Podcast Canon: Richard's Famous Food Podcast is a delightful pickle
Host Richard Parks III combines a gonzo approach with rigorous food reporting.
(Image: Richard’s Famous Food Podcast logo)
This August started on a low note for the podcast industry. The first week of the month saw the toppling of another stalwart production house when Amazon laid off 110 employees from Wondery, its podcast arm—a move in no way precipitated by the company shelling out over $100 million last year for the Kelce brothers’ New Heights podcast in exclusivity. But then, a few weeks later, Taylor Swift did choose New Heights as the venue to announce her forthcoming album, The Life Of A Showgirl, so perhaps they’re getting their money’s worth from all those eyeballs. I mean earballs. I mean…you know what I mean. Things are strange in podcast land these days.
And yet, when it comes to podcasts, strange isn’t always a bad thing. Especially in an epoch where a certain homogeneity has taken root, in large part a result of the “everything is content” Thunderdome that has resulted in executives favoring video-friendly, celebrity-fronted chatcasts over just about anything else. So, this month on Podcast Canon, we’re embracing strangeness as an act of rebellion against the erasure of that which makes audio such a unique and wondrous medium. We’re doing so by inducting a podcast that stands apart from all others in its commitment to originality: in voice, in spirit, and certainly in terms of effort. That show is Richard’s Famous Food Podcast, the thrillingly original melange of narrative culinary documentary, idiosyncratic playfulness, and truly bonkers sonic design.

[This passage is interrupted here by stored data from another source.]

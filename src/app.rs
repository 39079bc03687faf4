//! Application state for the fare chart view
//!
//! Holds the aggregated price table being charted and handles keyboard input:
//! scrolling through bars, switching colouring mode, and quitting.

use crossterm::event::{KeyCode, KeyEvent};

use crate::prices::{classify, BarClass, ChartError, ChartMode, PriceTable};

/// Main application struct for the chart view
pub struct App {
    /// Aggregated prices, one bar per entry
    pub table: PriceTable,
    /// Number of departure dates in the sweep; sets the grouped run length
    pub departure_range_length: usize,
    /// Current colouring mode
    pub mode: ChartMode,
    /// Index of the first visible bar
    pub scroll_offset: usize,
    /// Chart heading, e.g. the route
    pub title: String,
    /// Currency of the prices
    pub currency: String,
    /// Flag to show help overlay
    pub show_help: bool,
    /// Flag indicating the application should quit
    pub should_quit: bool,
    classes: Vec<BarClass>,
}

impl App {
    /// Creates the chart state, failing if `mode` cannot colour this table
    pub fn new(
        table: PriceTable,
        departure_range_length: usize,
        mode: ChartMode,
        title: impl Into<String>,
        currency: impl Into<String>,
    ) -> Result<Self, ChartError> {
        let classes = classify(&table, departure_range_length, mode)?;
        Ok(Self {
            table,
            departure_range_length,
            mode,
            scroll_offset: 0,
            title: title.into(),
            currency: currency.into(),
            show_help: false,
            should_quit: false,
            classes,
        })
    }

    /// Highlight class of every bar, in table order
    pub fn classes(&self) -> &[BarClass] {
        &self.classes
    }

    /// Handles keyboard input
    pub fn handle_key(&mut self, key_event: KeyEvent) {
        // Help overlay intercepts all keys when shown
        if self.show_help {
            if matches!(
                key_event.code,
                KeyCode::Esc | KeyCode::Char('?') | KeyCode::Char('q')
            ) {
                self.show_help = false;
            }
            return;
        }

        match key_event.code {
            KeyCode::Char('q') | KeyCode::Esc => {
                self.should_quit = true;
            }
            KeyCode::Left | KeyCode::Char('h') => {
                self.scroll_offset = self.scroll_offset.saturating_sub(1);
            }
            KeyCode::Right | KeyCode::Char('l') => {
                if self.scroll_offset + 1 < self.table.len() {
                    self.scroll_offset += 1;
                }
            }
            KeyCode::Home => {
                self.scroll_offset = 0;
            }
            KeyCode::End => {
                self.scroll_offset = self.table.len().saturating_sub(1);
            }
            KeyCode::Char('m') => {
                self.toggle_mode();
            }
            KeyCode::Char('?') => {
                self.show_help = true;
            }
            _ => {}
        }
    }

    /// Switches colouring mode; stays put if the other mode is not possible
    pub fn toggle_mode(&mut self) {
        let next = self.mode.toggle();
        if let Ok(classes) = classify(&self.table, self.departure_range_length, next) {
            self.mode = next;
            self.classes = classes;
        }
    }
}

#[cfg(test)]
mod tests {
    use super::*;
    use crate::prices::PriceEntry;
    use chrono::NaiveDate;
    use crossterm::event::KeyModifiers;

    fn key(code: KeyCode) -> KeyEvent {
        KeyEvent::new(code, KeyModifiers::NONE)
    }

    fn table(len: usize) -> PriceTable {
        let start = NaiveDate::from_ymd_opt(2023, 3, 15).unwrap();
        (0..len)
            .map(|i| PriceEntry {
                departure: start + chrono::Duration::days(i as i64),
                arrival: start + chrono::Duration::days(i as i64 + 1),
                mean_price: 100.0 + i as f64 * 50.0,
            })
            .collect()
    }

    fn chart_app(len: usize, range: usize) -> App {
        App::new(table(len), range, ChartMode::LowestPrice, "SYD -> LON", "GBP").unwrap()
    }

    #[test]
    fn test_new_rejects_impossible_grouping() {
        let result = App::new(table(3), 1, ChartMode::Grouped, "t", "GBP");
        assert!(matches!(result, Err(ChartError::RangeTooShort(1))));
    }

    #[test]
    fn test_quit_keys() {
        let mut app = chart_app(3, 3);
        app.handle_key(key(KeyCode::Char('q')));
        assert!(app.should_quit);

        let mut app = chart_app(2, 2);
        app.handle_key(key(KeyCode::Esc));
        assert!(app.should_quit);
    }

    #[test]
    fn test_scroll_stays_within_table() {
        let mut app = chart_app(3, 3);
        app.handle_key(key(KeyCode::Left));
        assert_eq!(app.scroll_offset, 0);

        app.handle_key(key(KeyCode::Right));
        app.handle_key(key(KeyCode::Char('l')));
        app.handle_key(key(KeyCode::Right));
        assert_eq!(app.scroll_offset, 2);

        app.handle_key(key(KeyCode::Char('h')));
        assert_eq!(app.scroll_offset, 1);

        app.handle_key(key(KeyCode::End));
        assert_eq!(app.scroll_offset, 2);
        app.handle_key(key(KeyCode::Home));
        assert_eq!(app.scroll_offset, 0);
    }

    #[test]
    fn test_toggle_mode_recomputes_classes() {
        let mut app = chart_app(4, 3);
        assert_eq!(app.mode, ChartMode::LowestPrice);

        app.handle_key(key(KeyCode::Char('m')));
        assert_eq!(app.mode, ChartMode::Grouped);
        assert_eq!(
            app.classes(),
            &[
                BarClass::Group(0),
                BarClass::Group(0),
                BarClass::Group(1),
                BarClass::Group(1)
            ]
        );

        app.handle_key(key(KeyCode::Char('m')));
        assert_eq!(app.mode, ChartMode::LowestPrice);
    }

    #[test]
    fn test_toggle_mode_ignored_when_grouping_impossible() {
        let mut app = chart_app(4, 1);
        app.toggle_mode();
        assert_eq!(app.mode, ChartMode::LowestPrice);
    }

    #[test]
    fn test_help_overlay_intercepts_keys() {
        let mut app = chart_app(3, 3);
        app.handle_key(key(KeyCode::Char('?')));
        assert!(app.show_help);

        app.handle_key(key(KeyCode::Right));
        assert_eq!(app.scroll_offset, 0);

        app.handle_key(key(KeyCode::Char('q')));
        assert!(!app.show_help);
        assert!(!app.should_quit);
    }
}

Debuting in the summer of 2015, Richard’s Famous Food Podcast announced itself in incredible fashion with its premiere episode, “Bone Broth.” Running a mere 15 minutes, the episode has taken on an almost legendary status over the years for the way it flies in the face of audio convention. It comes out of the gate sounding unlike any other contemporaneous show, displaying an uncanny aptitude for turning the audio canvas from a representational art form into something akin to the action painting of Willem de Kooning or Jackson Pollock. Sound is applied as much to make the show engaging to listeners as it is seemingly for the satisfaction of the artist.
That artist is, of course, the eponymous Richard Parks III, who, in addition to writing and hosting, is something of an audio savant. He also produced, edited, scored, and sound-designed almost every episode of the series. Episodes aren’t just competently made, they’re so thoroughly crafted that they’re like audio Fabergé eggs—filigreed and intricate, but also guided by a single-minded desire to evoke a sensation of whimsical awe. Perhaps that’s the quality that cements the show’s reputation as one of the medium’s finest works—it is a creation entirely in service of inspiring joy in its listeners. It all makes for a rather magical listening experience, a Technicolor romp operating on cartoon logic, like a Frank Tashlin movie for the ears. The podcast is propulsive and engaging, deftly balancing its focus on madcap sonic wizardry with honest-to-goodness journalism. One comes away not only knowing more about a particular trend in gastronomy, but also with a greater appreciation for just how good podcasts could be if all creators committed to their craft in the same way that Parks clearly has.
And yet, none of that gets at the inherent strangeness of the show. This isn’t just a rehash of something like Gastropod filtered through a kaleidoscopic lens (no shade to the legends Nicola Twilley and Cynthia Graber). RFFP is instead a culinary-focused program predicated on chasing fun above all else. Whether that comes at the expense of an episode’s story progression is immaterial, as listeners find themselves buffeted along by Parks’ manic charm to wondrous locales unimaginable in just about any other context.